Türkiye`den üst düzey yetkililerden herhangi bir tebrik almadığını belirten Dağdeviren, “Yakın zamanda umarım alabilirim diye düşünüyorum. Çünkü bu sadece benim değil buradaki arkadaşlarımı da motivasyon açısından yüreklendireceğini düşünüyorum. Türkiye Cumhuriyeti tarihinde bizim ülkemiz sınırları içerisinde yaptığımız bir biyomedikal aletimiz, global çapta etki getirebilecek bir aletimiz maalesef henüz olamadı. Bu aletin Türkiye Cumhuriyeti`nin yüzüncü yılına denk gelmesi benim için ayrı bir mutluluk. Bu aleti de tüm kadınlara, özellikle de Türkiye`de sesi kısılmaya çalışılan, eğitimden uzaklaştırılmaya çalışılan, kişisel tercihlerinden dolayı yargılanan, şiddet gören, şiddete maruz kalan tüm kadınlara armağan ediyorum. Ve onlar yalnız değiller, bunu hatırlatmak istiyorum” ifadelerini kullandı.
“PES ETMESİNLER, YILMASINLAR, ÇOK ÇALIŞSINLAR”

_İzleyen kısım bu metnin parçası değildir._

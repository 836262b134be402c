//! The closed set of agent kinds.

use std::fmt;
use std::str::FromStr;

use serde::{Deserialize, Serialize};

/// The four agents the demo exposes.
///
/// Dispatch happens once at the boundary: the shell resolves an
/// `AgentKind` from the menu selection and constructs the matching
/// handler, rather than branching on a menu string per request.
#[derive(Debug, Clone, Copy, PartialEq, Eq, Hash, Serialize, Deserialize)]
#[serde(rename_all = "snake_case")]
pub enum AgentKind {
    /// Single-turn chat against a hosted language model.
    Chat,
    /// PDF ingestion and similarity-search retrieval.
    Document,
    /// Text-to-speech synthesis (only offered when configured).
    Voice,
    /// Simulated side-effect tasks with static feedback.
    Automation,
}

impl AgentKind {
    /// All kinds, in menu order.
    pub const ALL: [AgentKind; 4] =
        [AgentKind::Chat, AgentKind::Document, AgentKind::Voice, AgentKind::Automation];
}

impl fmt::Display for AgentKind {
    fn fmt(&self, f: &mut fmt::Formatter<'_>) -> fmt::Result {
        let name = match self {
            AgentKind::Chat => "chat",
            AgentKind::Document => "document",
            AgentKind::Voice => "voice",
            AgentKind::Automation => "automation",
        };
        f.write_str(name)
    }
}

impl FromStr for AgentKind {
    type Err = String;

    fn from_str(s: &str) -> Result<Self, Self::Err> {
        match s.trim().to_ascii_lowercase().as_str() {
            "chat" => Ok(AgentKind::Chat),
            "document" | "doc" => Ok(AgentKind::Document),
            "voice" => Ok(AgentKind::Voice),
            "automation" | "auto" => Ok(AgentKind::Automation),
            other => Err(format!("unknown agent kind '{other}'")),
        }
    }
}

#[cfg(test)]
mod tests {
    use super::*;

    #[test]
    fn parses_aliases() {
        assert_eq!("doc".parse::<AgentKind>().unwrap(), AgentKind::Document);
        assert_eq!("Chat".parse::<AgentKind>().unwrap(), AgentKind::Chat);
        assert!("mystery".parse::<AgentKind>().is_err());
    }

    #[test]
    fn display_round_trips() {
        for kind in AgentKind::ALL {
            assert_eq!(kind.to_string().parse::<AgentKind>().unwrap(), kind);
        }
    }
}
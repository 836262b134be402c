//! `quartet` — interactive menu shell for the four-agent demo.
//!
//! Selects an agent once (menu or `--agent` flag), then feeds each input
//! line to it. The document agent additionally understands
//! `/load <path>` to ingest a PDF.

use std::str::FromStr;
use std::sync::Arc;

use anyhow::{Context, anyhow};
use clap::Parser;
use rustyline::DefaultEditor;
use rustyline::error::ReadlineError;
use tracing::debug;

use quartet_agents::{AutomationAgent, ChatAgent, DocumentAgent, VoiceAgent};
use quartet_core::{Agent, AgentInput, AgentKind, AgentOutput, Severity};
use quartet_model::GroqClient;
use quartet_rag::{DocumentPipeline, HostedEmbeddingProvider, PdfTextExtractor, PipelineConfig};
use quartet_voice::ElevenLabsClient;

/// Where synthesized audio lands, since the shell does not play it.
const AUDIO_OUT: &str = "quartet-voice.mp3";

#[derive(Parser, Debug)]
#[command(name = "quartet", about = "Four-agent demo: chat, document, voice, automation")]
struct Args {
    /// Agent to run (chat, document, voice, automation); prompts if omitted.
    #[arg(long)]
    agent: Option<AgentKind>,

    /// Chat model name.
    #[arg(long, default_value = "llama3-8b-8192")]
    model: String,

    /// Embeddings endpoint root (overrides EMBEDDINGS_BASE_URL).
    #[arg(long)]
    embeddings_url: Option<String>,

    /// Embedding model name.
    #[arg(long, default_value = "all-MiniLM-L6-v2")]
    embeddings_model: String,

    /// Embedding dimension.
    #[arg(long, default_value_t = 384)]
    dimension: usize,

    /// Retrieval preview length in characters.
    #[arg(long, default_value_t = 500)]
    preview_chars: usize,
}

#[tokio::main]
async fn main() -> anyhow::Result<()> {
    let _ = dotenvy::dotenv();
    tracing_subscriber::fmt()
        .with_env_filter(tracing_subscriber::EnvFilter::from_default_env())
        .with_writer(std::io::stderr)
        .init();

    let args = Args::parse();
    let mut editor = DefaultEditor::new().context("could not initialize line editor")?;

    let kind = match args.agent {
        Some(kind) => kind,
        None => select_agent(&mut editor)?,
    };
    let agent = build_agent(kind, &args)?;

    println!("Agent: {}. Type a line to send it, 'exit' to quit.", agent.name());
    if kind == AgentKind::Document {
        println!("Use '/load <path>' to ingest a PDF, then ask about it.");
    }

    loop {
        let line = match editor.readline(">> ") {
            Ok(line) => line,
            Err(ReadlineError::Interrupted) | Err(ReadlineError::Eof) => break,
            Err(e) => return Err(e).context("could not read input"),
        };
        let line = line.trim();
        if line.is_empty() {
            continue;
        }
        if line.eq_ignore_ascii_case("exit") {
            break;
        }
        let _ = editor.add_history_entry(line);

        let input = match parse_input(line) {
            Ok(input) => input,
            Err(e) => {
                eprintln!("! {e:#}");
                continue;
            }
        };

        match agent.handle(input).await {
            Ok(output) => render(output)?,
            Err(e) => eprintln!("! {e}"),
        }
    }

    Ok(())
}

/// Show the menu and read a selection. The voice agent is only offered
/// when its API key is configured.
fn select_agent(editor: &mut DefaultEditor) -> anyhow::Result<AgentKind> {
    let voice_enabled = std::env::var("ELEVENLABS_API_KEY").is_ok();

    println!("Select agent:");
    for kind in AgentKind::ALL {
        if kind == AgentKind::Voice && !voice_enabled {
            println!("  {kind} (disabled: ELEVENLABS_API_KEY not set)");
        } else {
            println!("  {kind}");
        }
    }

    loop {
        let line = editor.readline("agent> ")?;
        match AgentKind::from_str(&line) {
            Ok(AgentKind::Voice) if !voice_enabled => {
                println!("Voice agent is disabled. Add ELEVENLABS_API_KEY to enable it.");
            }
            Ok(kind) => return Ok(kind),
            Err(e) => println!("{e}"),
        }
    }
}

/// Construct the handler for the selected kind.
fn build_agent(kind: AgentKind, args: &Args) -> anyhow::Result<Box<dyn Agent>> {
    debug!(%kind, "constructing agent");
    match kind {
        AgentKind::Chat => {
            let model = GroqClient::from_env()
                .context("chat agent needs GROQ_API_KEY")?
                .with_model(&args.model);
            Ok(Box::new(ChatAgent::new(Arc::new(model))))
        }
        AgentKind::Document => {
            let provider = match &args.embeddings_url {
                Some(url) => HostedEmbeddingProvider::new(url)?,
                None => HostedEmbeddingProvider::from_env()
                    .context("document agent needs EMBEDDINGS_BASE_URL or --embeddings-url")?,
            }
            .with_model(&args.embeddings_model)
            .with_dimensions(args.dimension);

            let config = PipelineConfig::builder()
                .dimension(args.dimension)
                .preview_chars(args.preview_chars)
                .build()?;
            let pipeline = DocumentPipeline::builder()
                .config(config)
                .embedding_provider(Arc::new(provider))
                .extractor(Arc::new(PdfTextExtractor::new()))
                .build()?;
            Ok(Box::new(DocumentAgent::new(Arc::new(pipeline))))
        }
        AgentKind::Voice => {
            let synth =
                ElevenLabsClient::from_env().context("voice agent needs ELEVENLABS_API_KEY")?;
            Ok(Box::new(VoiceAgent::new(Arc::new(synth))))
        }
        AgentKind::Automation => Ok(Box::new(AutomationAgent::new())),
    }
}

/// Turn a shell line into agent input. `/load <path>` reads a file.
fn parse_input(line: &str) -> anyhow::Result<AgentInput> {
    if let Some(path) = line.strip_prefix("/load ") {
        let path = path.trim();
        let bytes =
            std::fs::read(path).with_context(|| format!("could not read file '{path}'"))?;
        let name = std::path::Path::new(path)
            .file_name()
            .map(|n| n.to_string_lossy().into_owned())
            .ok_or_else(|| anyhow!("'{path}' has no file name"))?;
        return Ok(AgentInput::File { name, bytes });
    }
    Ok(AgentInput::text(line))
}

/// Print one output with its severity prefix; audio goes to a file.
fn render(output: AgentOutput) -> anyhow::Result<()> {
    let prefix = match output.severity {
        Severity::Info => "·",
        Severity::Success => "✔",
        Severity::Warning => "⚠",
    };
    println!("{prefix} {}", output.text);

    if let Some(bytes) = output.bytes {
        std::fs::write(AUDIO_OUT, &bytes)
            .with_context(|| format!("could not write {AUDIO_OUT}"))?;
        println!("· Audio written to {AUDIO_OUT}");
    }
    Ok(())
}

#[cfg(test)]
mod tests {
    use super::*;

    #[test]
    fn plain_lines_become_text_input() {
        let input = parse_input("hello there").unwrap();
        assert_eq!(input, AgentInput::text("hello there"));
    }

    #[test]
    fn load_of_a_missing_file_errors() {
        assert!(parse_input("/load /definitely/not/here.pdf").is_err());
    }
}
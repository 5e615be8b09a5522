use serde::{Deserialize, Deserializer};
use serde_json::Value;

fn lenient_axis<'de, D: Deserializer<'de>>(deserializer: D) -> Result<f32, D::Error> {
    let value = Value::deserialize(deserializer)?;
    Ok(value.as_f64().map(|v| v as f32).filter(|v| v.is_finite()).unwrap_or_default())
}

fn lenient_button<'de, D: Deserializer<'de>>(deserializer: D) -> Result<bool, D::Error> {
    let pressed = match Value::deserialize(deserializer)? {
        Value::Bool(pressed) => pressed,
        // gamepad clients report buttons as 0/1
        Value::Number(number) => number.as_f64().map(|v| v != 0.0).unwrap_or(false),
        _ => false,
    };
    Ok(pressed)
}

/// Controller snapshot as posted by the gamepad or web client.
///
/// Missing or malformed fields fall back to neutral and not pressed.
#[derive(Copy, Clone, Debug, Default, PartialEq, Serialize, Deserialize)]
#[serde(default)]
pub struct RawControl {
    #[serde(deserialize_with = "lenient_axis")]
    pub left_x: f32,
    #[serde(deserialize_with = "lenient_axis")]
    pub left_y: f32,
    #[serde(deserialize_with = "lenient_axis")]
    pub right_x: f32,
    #[serde(deserialize_with = "lenient_axis")]
    pub right_y: f32,
    #[serde(deserialize_with = "lenient_button")]
    pub start_pressed: bool,
    #[serde(deserialize_with = "lenient_button")]
    pub back_pressed: bool,
    #[serde(deserialize_with = "lenient_button")]
    pub a_pressed: bool,
    #[serde(deserialize_with = "lenient_button")]
    pub b_pressed: bool,
    #[serde(deserialize_with = "lenient_button")]
    pub x_pressed: bool,
    #[serde(deserialize_with = "lenient_button")]
    pub y_pressed: bool,
    #[serde(deserialize_with = "lenient_button")]
    pub lb_pressed: bool,
    #[serde(deserialize_with = "lenient_button")]
    pub rb_pressed: bool,
    #[serde(deserialize_with = "lenient_axis")]
    pub lt_value: f32,
    #[serde(deserialize_with = "lenient_axis")]
    pub rt_value: f32,
}

mod test {
    #[test]
    fn test_deserialize_full() {
        use super::RawControl;

        let json = r#"{
            "left_x": 0.5, "left_y": -0.25, "right_x": 1.0, "right_y": -1.0,
            "start_pressed": true, "back_pressed": false,
            "a_pressed": false, "b_pressed": true, "x_pressed": false, "y_pressed": false,
            "lb_pressed": false, "rb_pressed": true, "lt_value": 0.0, "rt_value": 0.75
        }"#;
        let control: RawControl = serde_json::from_str(json).unwrap();
        let expected = RawControl {
            left_x: 0.5,
            left_y: -0.25,
            right_x: 1.0,
            right_y: -1.0,
            start_pressed: true,
            b_pressed: true,
            rb_pressed: true,
            rt_value: 0.75,
            ..Default::default()
        };
        assert_eq!(expected, control);
    }

    #[test]
    fn test_deserialize_malformed_fields() {
        use super::RawControl;

        let json = r#"{"left_x": "fast", "left_y": null, "start_pressed": 1, "back_pressed": "yes",
                       "unknown": 42}"#;
        let control: RawControl = serde_json::from_str(json).unwrap();
        let expected = RawControl { start_pressed: true, ..Default::default() };
        assert_eq!(expected, control);
    }
}
use crate::config::{Controller, ControllerType};
use crate::types::control::RawControl;

/// Snaps `value` to zero inside the deadzone and rescales the remainder so
/// the output still spans [-1, 1].
pub fn apply_deadzone(value: f32, deadzone: f32) -> f32 {
    if !value.is_finite() || value.abs() <= deadzone {
        return 0.0;
    }
    let rescaled = (value - deadzone.copysign(value)) / (1.0 - deadzone);
    rescaled.clamp(-1.0, 1.0)
}

#[derive(Copy, Clone, Debug, Default, PartialEq, Serialize)]
pub struct Buttons {
    pub a: bool,
    pub b: bool,
    pub x: bool,
    pub y: bool,
    pub lb: bool,
    pub rb: bool,
}

/// Normalized pilot intent, axes in [-1, 1] and triggers in [0, 1].
///
/// Default is neutral sticks with nothing pressed.
#[derive(Copy, Clone, Debug, Default, PartialEq, Serialize)]
pub struct PilotCommand {
    pub left_x: f32,
    pub left_y: f32,
    pub right_x: f32,
    pub right_y: f32,
    pub lt: f32,
    pub rt: f32,
    pub arm: bool,
    pub disarm: bool,
    pub buttons: Buttons,
}

impl PilotCommand {
    /// Percent, only the upper half of the left stick produces thrust
    pub fn throttle(&self) -> f32 {
        self.left_y.clamp(0.0, 1.0) * 100.0
    }

    pub fn roll(&self) -> f32 {
        self.right_x
    }

    pub fn pitch(&self) -> f32 {
        self.right_y
    }

    pub fn yaw(&self) -> f32 {
        self.left_x
    }
}

#[derive(Copy, Clone, Debug)]
pub struct Normalizer {
    deadzone: f32,
    invert_y: bool,
}

impl Normalizer {
    pub fn new(config: &Controller) -> Self {
        let invert_y = config.kind == ControllerType::Xbox;
        Self { deadzone: config.deadzone, invert_y }
    }

    fn axis(&self, value: f32) -> f32 {
        apply_deadzone(value, self.deadzone)
    }

    pub fn normalize(&self, raw: &RawControl) -> PilotCommand {
        // gamepads report stick-up as negative
        let sign = if self.invert_y { -1.0 } else { 1.0 };
        let trigger = |v: f32| if v.is_finite() { v.clamp(0.0, 1.0) } else { 0.0 };
        PilotCommand {
            left_x: self.axis(raw.left_x),
            left_y: self.axis(raw.left_y) * sign,
            right_x: self.axis(raw.right_x),
            right_y: self.axis(raw.right_y) * sign,
            lt: trigger(raw.lt_value),
            rt: trigger(raw.rt_value),
            arm: raw.start_pressed,
            disarm: raw.back_pressed,
            buttons: Buttons {
                a: raw.a_pressed,
                b: raw.b_pressed,
                x: raw.x_pressed,
                y: raw.y_pressed,
                lb: raw.lb_pressed,
                rb: raw.rb_pressed,
            },
        }
    }
}
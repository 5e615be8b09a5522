/// Optional height source, e.g. a barometer or rangefinder
pub trait Altimeter {
    /// Height above takeoff point in meters, `None` when no valid estimate exists
    fn altitude(&mut self) -> Option<f32>;
}
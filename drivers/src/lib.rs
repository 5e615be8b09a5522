#[macro_use]
extern crate log;

pub mod mpu6050;
#[cfg(target_os = "linux")]
pub mod rpi;
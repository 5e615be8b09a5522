use pi_flight::config::{self, ControllerType, Model};

#[test]
fn bundled_config_is_valid() {
    let path = concat!(env!("CARGO_MANIFEST_DIR"), "/config/drone.yaml");
    let config = config::load(path).unwrap();
    assert_eq!(config.controller.kind, ControllerType::Xbox);
    assert_eq!(config.imu.model, Model::Mpu6050);
    assert_eq!(config.imu.address, 0x68);
    assert_eq!(config.control_loop.rate, 100);
    assert_eq!(config.motors.pins, [17, 18, 27, 22]);
}

#[test]
fn bundled_calibration_is_valid() {
    use pi_flight::imu::CalibrationData;

    let path = concat!(env!("CARGO_MANIFEST_DIR"), "/config/calibration.json");
    assert_eq!(CalibrationData::load(path).unwrap(), CalibrationData::default());
}
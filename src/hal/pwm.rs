use core::fmt;

#[derive(Clone, Debug, PartialEq)]
pub struct Error(pub String);

impl fmt::Display for Error {
    fn fmt(&self, f: &mut fmt::Formatter) -> fmt::Result {
        write!(f, "{}", self.0)
    }
}

impl std::error::Error for Error {}

/// A servo style output whose pulse width is held until changed
pub trait PulseOutput {
    fn set_pulse_width(&mut self, micros: u16) -> Result<(), Error>;
}

pub type PWM = Box<dyn PulseOutput + Send>;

Dağdeviren, son olarak bilimle uğraşan gençlere şöyle seslendi:
“Bilimle uğraşan tüm gençlere kendileri gibi olmalarını, kendilerinden farklı insanlarla sohbet edebilmelerini, çünkü en çok bilgiyi kendimize benzemeyen insanlardan öğreniyoruz. Tahammüllü olabilmeyi, yılmamayı, hayallerinin peşinden koşmayı fakat peşinden koşarken de başkalarına zarar vermeden, başkalarını ezmeden yapabilmeyi, çok çalışmalarını, soru sormalarını, çünkü soru sormak özellikle küçülen dünyada çok büyük bir erdem ve birçok kapıyı önümüze açabiliyor. Globalleşen dünyada soru sorarak, muhabbette bulunarak birçok bilgiye erişebileceklerini düşünüyorum. Pes etmesinler, yılmasınlar, çok çalışsınlar. Kendi hayalleri peşinde koşsunlar çünkü hayat başkalarının hayalleri peşinden koşmak için çok kısa. Buradan tüm gençleri de bilimin olanca ateşiyle kucaklıyorum.”
CANAN DAĞDEVİREN KİMDİR?
1985 yılında İstanbul`da doğan Dağdeviren, ilk ve orta eğitimini Kocaeli`nde tamamladı. Ardından Hacettepe Üniversitesi Fizik Mühendisliği bölümünde okuyan Dağdeviren, 2009 yılında Sabancı Üniversitesi`nde Malzeme Bilimi ve Mu?hendisliği programında yu?ksek lisansını tamamladı. Aynı yıl Fullbright bursunu kazanarak ABD`ye gitti. 2014 yılında Illinois Üniversitesi`nde Malzeme Bilimi ve Mu?hendisliği bölümünde doktora derecesini alan Dağdeviren bu süreçte fizik, elektronik, kimya, malzeme, mekanik ve tıp alanlarının kapsamına giren esnek ve katlanabilir, vücut içine ve deri üstüne giyilebilir elektronik cihazlar üzerinde çalıştı. Giyilebilir kalp pili, pilsiz çalışan kalp çipi, cilt kanseri testi, beyin iğnesi, sindirilebilir sensör bu çalışmalarından bazıları. Dağdeviren, halihazırda MIT Media Lab`da çalışmalarını sürdürüyor.
Kasım 2022`de ABD ziyareti kapsamında MIT`yi ziyaret eden CHP Genel Başkanı Kemal Kılıçdaroğlu Dağdeviren ile bir araya gelmişti.